Nous avons vu, dans ces lettres, un ami ou plutôt un père très bon, très aimant, affectueux à un degré extraordinaire, extraordinairement soucieux de la santé de son neveu, mais aussi de son perfectionnement moral; qui fait profession de l'aimer de l'amour le plus élevé, le plus désintéressé, le plus avide de sacrifice, qui s'y exerce, comme on le voit par tant d'exhortations qu'il adresse à lui-même autant qu'à son neveu; qui, par des encouragements, par des avis, par des reproches sans cesse répétés, instruit et forme ce jeune homme à la plus haute piété et à toutes les vertus privées et publiques, ce qui est tout un pour Fénelon, à tous les devoirs de son état, y compris le soin de sa fortune. Ces lettres sont les plus familières que Fénelon ait écrites; les surnoms de Tonton dans quelques-unes, de Fanfan dans presque toutes ne nous déplaisent pas; à peine nous font-ils sourire; ils nous touchent surtout; ils sont employés si à propos et ils expriment tant de dévouement pour ce jeune homme, pour cet homme fait, qu'on considère et qu'on traite toujours comme le petit enfant tout récemment venu de Manot à Cambrai! Fénelon, qui avait beaucoup d'esprit, n'en a guère mis dans ces lettres; il y a

mis surtout du cœur. Les lettres à Destouches étaient parsemées de mots gais; celles-ci sont pleines de mots touchants.

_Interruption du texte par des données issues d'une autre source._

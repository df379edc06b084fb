//! One-shot export pass over the lesson database.

use std::io::Write;

use serde_json::Value;
use tracing::{debug, info, instrument, warn};

use crate::error::ExportError;
use crate::flashcard::{Flashcard, DELIMITER};
use crate::model::{BlockRecord, PageRecord};
use crate::notion::model::{parse_rows, ResultRow};
use crate::notion::{
    build_processed_body, build_query_body, resource_route, ResourceType, Transport,
};

/// Drives one sequential pass: query the database, extract cards from every
/// unprocessed page, then mark each consumed page as processed.
pub struct Exporter<'a> {
    transport: &'a dyn Transport,
    base_url: String,
    page_size: u32,
}

impl<'a> Exporter<'a> {
    pub fn new(transport: &'a dyn Transport, base_url: &str, page_size: u32) -> Self {
        Self {
            transport,
            base_url: base_url.trim_end_matches('/').to_string(),
            page_size,
        }
    }

    /// Runs one export pass against `database_id`, writing flashcard lines to
    /// `out`. Returns every row the query yielded; `processed` on each record
    /// reflects the updates made during this run.
    #[instrument(skip_all)]
    pub async fn run(
        &self,
        database_id: &str,
        out: &mut dyn Write,
    ) -> Result<Vec<PageRecord>, ExportError> {
        let query = build_query_body(self.page_size);
        let rows = self
            .fetch_rows(ResourceType::Database, database_id, Some(&query))
            .await?;
        info!(rows = rows.len(), "queried lesson database");

        let mut pages: Vec<PageRecord> = rows.iter().map(PageRecord::from).collect();
        for page in &mut pages {
            if page.processed {
                debug!(page_id = %page.id, "page already processed, skipping");
                continue;
            }

            let blocks = self.fetch_rows(ResourceType::Block, &page.id, None).await?;
            let records = process_blocks(&blocks, out)?;
            debug!(page_id = %page.id, blocks = records.len(), "extracted page blocks");

            match self.mark_processed(&page.id).await {
                Ok(()) => page.processed = true,
                Err(ExportError::UpdateRejected { status, .. }) => {
                    warn!(page_id = %page.id, %status, "processed update rejected, page stays eligible for the next run");
                }
                Err(err) => return Err(err),
            }
        }
        Ok(pages)
    }

    /// Sends one fetch and parses the rows out of its body. A body that does
    /// not match the expected shape, error payloads included, is logged and
    /// treated as an empty result.
    async fn fetch_rows(
        &self,
        resource: ResourceType,
        object_id: &str,
        body: Option<&Value>,
    ) -> Result<Vec<ResultRow>, ExportError> {
        let (path, method) = resource_route(resource, &self.base_url, object_id);
        let response = self.transport.send(method, &path, body).await?;
        match parse_rows(&response.body) {
            Ok(rows) => Ok(rows),
            Err(err) => {
                warn!(status = %response.status, error = %err, "unexpected notion response, treating as empty");
                Ok(Vec::new())
            }
        }
    }

    async fn mark_processed(&self, page_id: &str) -> Result<(), ExportError> {
        let (path, method) = resource_route(ResourceType::Page, &self.base_url, page_id);
        let body = build_processed_body();
        let response = self.transport.send(method, &path, Some(&body)).await?;
        if !response.status.is_success() {
            return Err(ExportError::UpdateRejected {
                page_id: page_id.to_string(),
                status: response.status,
            });
        }
        info!(page_id, "marked page processed");
        Ok(())
    }
}

/// Walks block rows, keeping one record per non-empty paragraph fragment and
/// writing a flashcard line for every fragment carrying the delimiter. A
/// malformed fragment is logged and skipped without touching its siblings.
pub fn process_blocks(
    rows: &[ResultRow],
    out: &mut dyn Write,
) -> Result<Vec<BlockRecord>, ExportError> {
    let mut records = Vec::new();
    for row in rows {
        for fragment in &row.paragraph.text {
            if fragment.plain_text.is_empty() {
                continue;
            }
            let record = BlockRecord {
                id: row.id.clone(),
                last_edited_time: row.last_edited_time,
                content: fragment.plain_text.clone(),
            };
            if record.content.contains(DELIMITER) {
                match Flashcard::parse(&record.content) {
                    Ok(card) => writeln!(out, "{card}")?,
                    Err(err) => {
                        warn!(block_id = %record.id, error = %err, "skipping malformed flashcard")
                    }
                }
            }
            records.push(record);
        }
    }
    Ok(records)
}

Il n'y a pas dans toute la correspondance de Fénelon de lettres plus émouvantes, où Fénelon s'adresse plus sûrement au cœur, où la délicatesse de cœur se montre, s'épanouisse plus librement et plus pleinement que la plupart des lettres au marquis de Fénelon; il n'y en a pas non plus où les sentiments soient plus élevés et plus purs, où la doctrine de Fénelon en piété et en amitié s'étale avec plus de complaisance. Nous avons vu, ou du moins nous avons entrevu, non sans regret de ne pas le connaître davantage, un jeune homme élevé par Fénelon plus complètement que le duc de Bourgogne, très vertueux déjà à son entrée dans la vie et au début de cette correspondance, que cette correspondance avait pour but et eut pour résultat de rendre plus vertueux; très confiant à l'égard de son oncle, très docile, appelant les avis et les reproches, y conformant sa conduite; un vrai soldat ', brave, énergique sur le champ de bataille et dans un camp, comme

1. Une lettre écrite au ministre de la guerre le lendemain de la bataille de Raucoux raconte ses derniers moments. Il n'a parlé qu'à moy dans le moment qu'on le transportoit du champ de bataille à une maison voisine. Il prévoyoit sa mort et m'a chargé de vous mander qu'il n'avoit pas le temps de vous écrire parce que sa fin était prochaine, qu'il vous supplioit de représenter au Roy, qu'il l'avoit toujours servy avec fidélité, qu'il mouroit en faisant son devoir... » (Arch. hist., guerre, Reg. 3140; cité par M. J. Durieux p. 342). M. J. Durieux cite aussi, p. 327, cet extrait du Précis du siècle de Louis XV: Blessé au pied depuis quarante ans, il alla sur les retranchements ennemis à cheval. Il cherchait la mort et il la trouva. Son extrême dévotion augmentait encore son intrépidité. Il pensait que l'action la plus agréable à Dieu était de mourir pour son roi.